--- What to do ---
When you reach the line containing "let not_understood = ||" in the entries below, start writing out each line exactly, and stop after the line containing "let task = param.unwrap_or_default();".

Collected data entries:
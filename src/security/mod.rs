//! Security module
//!
//! Confirmation gate for running generated code, with audit trail.

pub mod approval;

pub use approval::{Action, ActionType, ApprovalDecision, ApprovalManager, ApprovalRecord, RiskLevel};
//! Action approval system
//!
//! Generated code never runs without an explicit "yes" from the user. Every
//! request and decision is kept in an in-memory audit log.

use chrono::{DateTime, Utc};
use serde::{Deserialize, Serialize};
use std::sync::{Arc, Mutex};

use crate::assistant::Frontend;

/// Risk levels for operations
#[derive(Debug, Clone, Copy, PartialEq, Eq, PartialOrd, Ord, Serialize, Deserialize)]
pub enum RiskLevel {
    Low,
    Medium,
    High,
}

impl std::fmt::Display for RiskLevel {
    fn fmt(&self, f: &mut std::fmt::Formatter<'_>) -> std::fmt::Result {
        match self {
            RiskLevel::Low => write!(f, "LOW"),
            RiskLevel::Medium => write!(f, "MEDIUM"),
            RiskLevel::High => write!(f, "HIGH"),
        }
    }
}

/// Types of actions that pass through approval
#[derive(Debug, Clone, Copy, PartialEq, Eq, Serialize, Deserialize)]
pub enum ActionType {
    /// First run of freshly generated code
    CodeExecution,
    /// Replay of a skill the user already approved once
    SkillReplay,
}

impl ActionType {
    pub fn default_risk(&self) -> RiskLevel {
        match self {
            ActionType::CodeExecution => RiskLevel::High,
            ActionType::SkillReplay => RiskLevel::Medium,
        }
    }
}

impl std::fmt::Display for ActionType {
    fn fmt(&self, f: &mut std::fmt::Formatter<'_>) -> std::fmt::Result {
        match self {
            ActionType::CodeExecution => write!(f, "Code Execution"),
            ActionType::SkillReplay => write!(f, "Skill Replay"),
        }
    }
}

/// An action that may require approval
#[derive(Debug, Clone, Serialize, Deserialize)]
pub struct Action {
    pub id: String,
    pub action_type: ActionType,
    /// Task phrase the action serves
    pub target: String,
    pub risk_level: RiskLevel,
    pub requested_at: DateTime<Utc>,
}

impl Action {
    pub fn new(action_type: ActionType, target: &str) -> Self {
        Self {
            id: uuid::Uuid::new_v4().to_string(),
            action_type,
            target: target.to_string(),
            risk_level: action_type.default_risk(),
            requested_at: Utc::now(),
        }
    }
}

/// Approval decision
#[derive(Debug, Clone, Copy, PartialEq, Eq, Serialize, Deserialize)]
pub enum ApprovalDecision {
    Approved,
    Denied,
    /// Allowed without asking
    AutoApproved,
}

impl ApprovalDecision {
    pub fn allowed(self) -> bool {
        !matches!(self, ApprovalDecision::Denied)
    }
}

/// Record of an approval
#[derive(Debug, Clone, Serialize, Deserialize)]
pub struct ApprovalRecord {
    pub action: Action,
    pub decision: ApprovalDecision,
    pub decided_at: DateTime<Utc>,
}

/// Approval gate with audit log
#[derive(Debug, Clone, Default)]
pub struct ApprovalManager {
    audit_log: Arc<Mutex<Vec<ApprovalRecord>>>,
}

impl ApprovalManager {
    pub fn new() -> Self {
        Self::default()
    }

    /// High-risk actions always ask
    pub fn needs_approval(&self, action: &Action) -> bool {
        action.risk_level >= RiskLevel::High
    }

    /// Ask the frontend when required, then record the outcome
    pub async fn request(&self, action: Action, prompt: &str, frontend: &dyn Frontend) -> ApprovalDecision {
        tracing::info!(
            action_id = %action.id,
            action_type = %action.action_type,
            risk_level = %action.risk_level,
            target = %action.target,
            "Approval requested"
        );

        let decision = if !self.needs_approval(&action) {
            ApprovalDecision::AutoApproved
        } else if frontend.confirm(prompt).await {
            ApprovalDecision::Approved
        } else {
            ApprovalDecision::Denied
        };

        self.record_decision(action, decision);
        decision
    }

    fn record_decision(&self, action: Action, decision: ApprovalDecision) {
        tracing::info!(
            action_id = %action.id,
            decision = ?decision,
            "Approval decision recorded"
        );

        let record = ApprovalRecord {
            action,
            decision,
            decided_at: Utc::now(),
        };

        if let Ok(mut log) = self.audit_log.lock() {
            log.push(record);
        }
    }

    /// Get the audit log
    pub fn get_audit_log(&self) -> Vec<ApprovalRecord> {
        self.audit_log.lock().map(|l| l.clone()).unwrap_or_default()
    }
}
impl Dispatcher {
    pub fn new(settings: Settings, services: Services) -> Result<Self> {
        let rules = RuleTable::for_language(settings.language())?;
        let approvals = ApprovalManager::new();
        let generator = ScriptGenerator::new(services.client.clone(), services.executor.capabilities().clone());
        let acquisition = SkillAcquisition::new(
            generator,
            services.executor.clone(),
            services.registry.clone(),
            approvals.clone(),
        );

        Ok(Self {
            settings,
            client: services.client,
            facts: services.facts,
            registry: services.registry,
            executor: services.executor,
            acquisition,
            approvals,
            desktop: services.desktop,
            translator: services.translator,
            notes: services.notes,
            screenshots_dir: services.screenshots_dir,
            rules: RwLock::new(Arc::new(rules)),
            mode: Mutex::new(SessionMode::Idle),
        })
    }

    pub fn settings(&self) -> &Settings {
        &self.settings
    }

    pub fn client(&self) -> &ReasoningClient {
        &self.client
    }

    pub fn registry(&self) -> &SkillRegistry {
        &self.registry
    }

    pub fn facts(&self) -> &FactStore {
        &self.facts
    }

    pub fn approvals(&self) -> &ApprovalManager {
        &self.approvals
    }

    pub fn mode(&self) -> SessionMode {
        self.mode.lock().unwrap_or_else(|e| e.into_inner()).clone()
    }

    fn set_mode(&self, mode: SessionMode) {
        info!("Session mode: {:?}", mode);
        *self.mode.lock().unwrap_or_else(|e| e.into_inner()) = mode;
    }

    fn rules(&self) -> Arc<RuleTable> {
        self.rules.read().unwrap_or_else(|e| e.into_inner()).clone()
    }

    /// Persist a new language and swap in its rule table
    pub fn set_language(&self, language: Language) -> Result<()> {
        let table = Arc::new(RuleTable::for_language(language)?);
        let saved = self.settings.set_language(language);
        *self.rules.write().unwrap_or_else(|e| e.into_inner()) = table;
        info!("Language switched to {}", language);
        saved
    }

    /// Answer one utterance; `None` means stay silent
    pub async fn dispatch(&self, raw: &str, frontend: &dyn Frontend) -> Option<String> {
        let normalized = lang::normalize(raw);
        if normalized.is_empty() {
            return None;
        }

        let rules = self.rules();
        let language = rules.language();

        let failure = match normalized.as_str() {
            "timeout" => return None,
            "error_not_understood" => Some(Phrase::NotUnderstood),
            "error_service" => Some(Phrase::RecognitionServiceDown),
            "error_unknown" => Some(Phrase::RecognitionUnknown),
            _ => None,
        };
        if let Some(phrase) = failure {
            return Some(self.reword(language, phrase).await);
        }

        match self.mode() {
            SessionMode::Translating(target) => {
                return Some(self.translator_turn(raw, &normalized, &target, language).await);
            }
            SessionMode::NoteTaking => return Some(self.note_turn(raw, &normalized, language)),
            SessionMode::Idle => {}
        }

        if let Some(rule) = rules.first_match(&normalized) {
            debug!("Rule matched: {:?}", rule.intent);
            return Some(self.handle_rule(rule, &rules, raw, &normalized, language, frontend).await);
        }

        if let Some(skill) = self.registry.find_match(&normalized) {
            debug!("Skill matched: {}", skill.key);
            return Some(self.replay_skill(&skill, language, frontend).await);
        }

        Some(self.converse(raw).await)
    }

    async fn reword(&self, language: Language, phrase: Phrase) -> String {
        let message = language.phrase(phrase);
        let prompt = language.format(Phrase::RespondFriendly, &[("message", message)]);
        self.client.ask(AskRequest::text(prompt)).await.into_text()
    }

    async fn converse(&self, raw: &str) -> String {
        let reply = self.client.ask(AskRequest::conversation(raw)).await;
        let failed = reply.is_failure();
        let text = reply.into_text();

        if !failed {
            spawn_extraction(
                self.client.clone(),
                self.facts.clone(),
                self.settings.user_id(),
                ConversationTurn::new(raw, text.clone()),
            );
        }
        text
    }

    async fn handle_rule(
        &self,
        rule: &CommandRule,
        rules: &RuleTable,
        raw: &str,
        normalized: &str,
        language: Language,
        frontend: &dyn Frontend,
    ) -> String {
        let param = rule.matcher.capture(raw);
        let not_understood = || language.phrase(Phrase::NotUnderstood).to_string();

        match rule.intent {
            Intent::Learn => {
                let task = param.unwrap_or_default();
                self.acquisition.learn(&task, language, frontend).await.message(language)
            }
            Intent::OpenApp => match param {
                Some(app) => self.open_app(&app, language),
                None => not_understood(),
            },
            Intent::CloseApp => match param {
                Some(app) => self.close_app(&app, language),
                None => not_understood(),
            },
            Intent::WebSearch => match param {
                Some(query) => {
                    let url = format!("https://www.google.com/search?q={}", encode_query(&query));
                    self.browse(&url, Phrase::Searching, &query, language)
                }
                None => not_understood(),
            },
            Intent::YouTube => match param {
                Some(query) => {
                    let url = format!("https://www.youtube.com/results?search_query={}", encode_query(&query));
                    self.browse(&url, Phrase::SearchingVideo, &query, language)
                }
                None => not_understood(),
            },
            Intent::Music => match param {
                Some(query) => self.play_music(&query, language),
                None => not_understood(),
            },
            Intent::Calculate => match param.map(|expr| calc::evaluate(&expr)) {
                Some(Ok(value)) => {
                    language.format(Phrase::CalcResult, &[("value", &calc::format_number(value))])
                }
                Some(Err(e)) => {
                    debug!("Calculation failed: {:#}", e);
                    language.phrase(Phrase::CalcFailed).to_string()
                }
                None => language.phrase(Phrase::CalcFailed).to_string(),
            },
            Intent::SystemStatus => match self.desktop.system_status() {
                Ok(status) => language.format(
                    Phrase::SystemStatus,
                    &[
                        ("cpu", &format!("{:.1}", status.cpu_percent)),
                        ("ram", &format!("{:.1}", status.ram_percent)),
                    ],
                ),
                Err(e) => {
                    debug!("System status unavailable: {:#}", e);
                    language.phrase(Phrase::SystemUnavailable).to_string()
                }
            },
            Intent::Screenshot => match self.desktop.screenshot(&self.screenshots_dir) {
                Ok(path) => {
                    let file = path
                        .file_name()
                        .map(|f| f.to_string_lossy().into_owned())
                        .unwrap_or_else(|| path.display().to_string());
                    language.format(Phrase::ScreenshotSaved, &[("file", &file)])
                }
                Err(e) => language.format(Phrase::ScreenshotFailed, &[("error", &format!("{:#}", e))]),
            },
            Intent::Media => self.press(media_key_for(normalized), Phrase::MediaDone, language),
            Intent::Volume => self.press(volume_key_for(normalized), Phrase::VolumeDone, language),
            Intent::StartTranslator => self.start_translator(rules, raw, language),
            Intent::StartNote => {
                self.set_mode(SessionMode::NoteTaking);
                language.phrase(Phrase::NoteStarted).to_string()
            }
            Intent::EndNote => language.phrase(Phrase::NoNoteInProgress).to_string(),
        }
    }

    fn open_app(&self, app: &str, language: Language) -> String {
        match self.desktop.open_application(app) {
            Ok(()) => language.format(Phrase::Opening, &[("app", app)]),
            Err(e) => {
                warn!("Could not open {}: {:#}", app, e);
                language.format(Phrase::OpenFailed, &[("app", app)])
            }
        }
    }

    fn close_app(&self, app: &str, language: Language) -> String {
        match self.desktop.close_application(app) {
            Ok(true) => language.format(Phrase::Closing, &[("app", app)]),
            Ok(false) => language.format(Phrase::CloseNotFound, &[("app", app)]),
            Err(e) => language.format(Phrase::DesktopFailed, &[("error", &format!("{:#}", e))]),
        }
    }

    fn browse(&self, url: &str, phrase: Phrase, query: &str, language: Language) -> String {
        match self.desktop.open_url(url) {
            Ok(()) => language.format(phrase, &[("query", query)]),
            Err(e) => {
                warn!("Could not open browser: {:#}", e);
                language.phrase(Phrase::BrowserFailed).to_string()
            }
        }
    }

    fn play_music(&self, query: &str, language: Language) -> String {
        let encoded = encode_query(query).replace('+', "%20");
        if let Err(e) = self.desktop.open_url(&format!("spotify:search:{}", encoded)) {
            debug!("Spotify URI handler failed, using web player: {:#}", e);
            return self.browse(
                &format!("https://open.spotify.com/search/{}", encoded),
                Phrase::SearchingMusic,
                query,
                language,
            );
        }
        language.format(Phrase::SearchingMusic, &[("query", query)])
    }

    fn press(&self, key: MediaKey, done: Phrase, language: Language) -> String {
        match self.desktop.press_media_key(key) {
            Ok(()) => language.phrase(done).to_string(),
            Err(e) => language.format(Phrase::DesktopFailed, &[("error", &format!("{:#}", e))]),
        }
    }

    fn start_translator(&self, rules: &RuleTable, raw: &str, language: Language) -> String {
        let target = rules.translator_target(raw);
        match target.as_deref().and_then(language_code) {
            Some(code) => {
                self.set_mode(SessionMode::Translating(code.to_string()));
                let name = target.unwrap_or_default();
                language.format(Phrase::TranslatorOn, &[("language", &name)])
            }
            None => language.phrase(Phrase::UnknownLanguage).to_string(),
        }
    }

    async fn translator_turn(&self, raw: &str, normalized: &str, target: &str, language: Language) -> String {
        if language.translator_exit_phrases().iter().any(|p| normalized.contains(p)) {
            self.set_mode(SessionMode::Idle);
            return language.phrase(Phrase::TranslatorOff).to_string();
        }

        match self.translator.translate(raw.trim(), target).await {
            Ok(text) => language.format(Phrase::Translation, &[("text", &text)]),
            Err(e) => {
                warn!("Translation failed: {:#}", e);
                language.phrase(Phrase::TranslationFailed).to_string()
            }
        }
    }

    fn note_turn(&self, raw: &str, normalized: &str, language: Language) -> String {
        if language.note_exit_phrases().iter().any(|p| normalized.contains(p)) {
            self.set_mode(SessionMode::Idle);
            return language.phrase(Phrase::NoteEnded).to_string();
        }

        match self.notes.append(raw) {
            Ok(()) => language.phrase(Phrase::NoteSaved).to_string(),
            Err(e) => {
                warn!("Could not write note: {:#}", e);
                language.phrase(Phrase::NoteFailed).to_string()
            }
        }
    }

    async fn replay_skill(&self, skill: &LearnedSkill, language: Language, frontend: &dyn Frontend) -> String {
        let decision = self
            .approvals
            .request(Action::new(ActionType::SkillReplay, &skill.key), &skill.key, frontend)
            .await;
        if !decision.allowed() {
            return language.phrase(Phrase::LearnDeclined).to_string();
        }

        let result = match self.registry.load_script(skill) {
            Ok(code) => self.executor.run_blocking(code).await,
            Err(e) => Err(e),
        };

        match result {
            Ok(outcome) => {
                let done = language.format(Phrase::SkillDone, &[("task", &skill.key)]);
                let summary = outcome.summary();
                if summary.trim().is_empty() {
                    done
                } else {
                    format!("{}\n{}", done, summary)
                }
            }
            Err(e) => {
                warn!("Skill '{}' failed: {:#}", skill.key, e);
                language.format(Phrase::SkillFailed, &[("error", &format!("{:#}", e))])
            }
        }
    }
}
//! Local capabilities behind the command rules

pub mod calc;
pub mod desktop;
pub mod translate;

pub use desktop::{Desktop, DesktopCall, MediaKey, RecordingDesktop, SystemDesktop, SystemStatus};
pub use translate::{language_code, Translator, WebTranslator};
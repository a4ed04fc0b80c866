//! The caller-facing seam
//!
//! Whatever surface hosts the assistant (console, GUI, voice loop) implements
//! [`Frontend`]: it answers yes/no questions and shows replies.

use async_trait::async_trait;
use std::io::{self, Write};
use std::sync::Mutex;

use crate::types::{Channel, Role};

#[async_trait]
pub trait Frontend: Send + Sync {
    /// Ask the user a yes/no question; block until answered
    async fn confirm(&self, message: &str) -> bool;

    /// Show text to the user
    fn render(&self, text: &str, role: Role, channel: Channel);
}

/// Terminal frontend: prints replies and reads y/n from stdin
#[derive(Debug, Default)]
pub struct ConsoleFrontend;

#[async_trait]
impl Frontend for ConsoleFrontend {
    async fn confirm(&self, message: &str) -> bool {
        let message = message.to_string();
        tokio::task::spawn_blocking(move || prompt_yes_no(&message))
            .await
            .unwrap_or(false)
    }

    fn render(&self, text: &str, role: Role, channel: Channel) {
        match (role, channel) {
            (_, Channel::System) => println!("\x1b[90m[{}]\x1b[0m", text),
            (Role::User, _) => println!("\x1b[36mYou:\x1b[0m {}", text),
            _ => println!("\x1b[32mAssistant:\x1b[0m {}", text),
        }
    }
}

fn prompt_yes_no(message: &str) -> bool {
    println!();
    println!("{}", message);
    println!();

    loop {
        print!("Your choice [y/n]: ");
        if io::stdout().flush().is_err() {
            return false;
        }

        let mut input = String::new();
        match io::stdin().read_line(&mut input) {
            Ok(0) | Err(_) => return false,
            Ok(_) => {}
        }

        match input.trim().to_lowercase().as_str() {
            "y" | "yes" | "s" | "si" | "sí" => return true,
            "n" | "no" => return false,
            _ => println!("Invalid option. Please enter y or n."),
        }
    }
}

/// Frontend that records everything and answers confirmations from a script
///
/// Used by tests and headless runs.
#[derive(Debug, Default)]
pub struct ScriptedFrontend {
    answers: Mutex<Vec<bool>>,
    prompts: Mutex<Vec<String>>,
    rendered: Mutex<Vec<(String, Role, Channel)>>,
}

impl ScriptedFrontend {
    /// Answers are consumed in order; once exhausted every question gets "no"
    pub fn answering(answers: &[bool]) -> Self {
        Self {
            answers: Mutex::new(answers.iter().rev().copied().collect()),
            ..Self::default()
        }
    }

    pub fn prompts(&self) -> Vec<String> {
        self.prompts.lock().map(|p| p.clone()).unwrap_or_default()
    }

    pub fn rendered(&self) -> Vec<(String, Role, Channel)> {
        self.rendered.lock().map(|r| r.clone()).unwrap_or_default()
    }
}

#[async_trait]
impl Frontend for ScriptedFrontend {
    async fn confirm(&self, message: &str) -> bool {
        if let Ok(mut prompts) = self.prompts.lock() {
            prompts.push(message.to_string());
        }
        self.answers
            .lock()
            .ok()
            .and_then(|mut a| a.pop())
            .unwrap_or(false)
    }

    fn render(&self, text: &str, role: Role, channel: Channel) {
        if let Ok(mut rendered) = self.rendered.lock() {
            rendered.push((text.to_string(), role, channel));
        }
    }
}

--- Task response ---
        let not_understood = || language.phrase(Phrase::NotUnderstood).to_string();

        match rule.intent {
            Intent::Learn => {
                let task = param.unwrap_or_default();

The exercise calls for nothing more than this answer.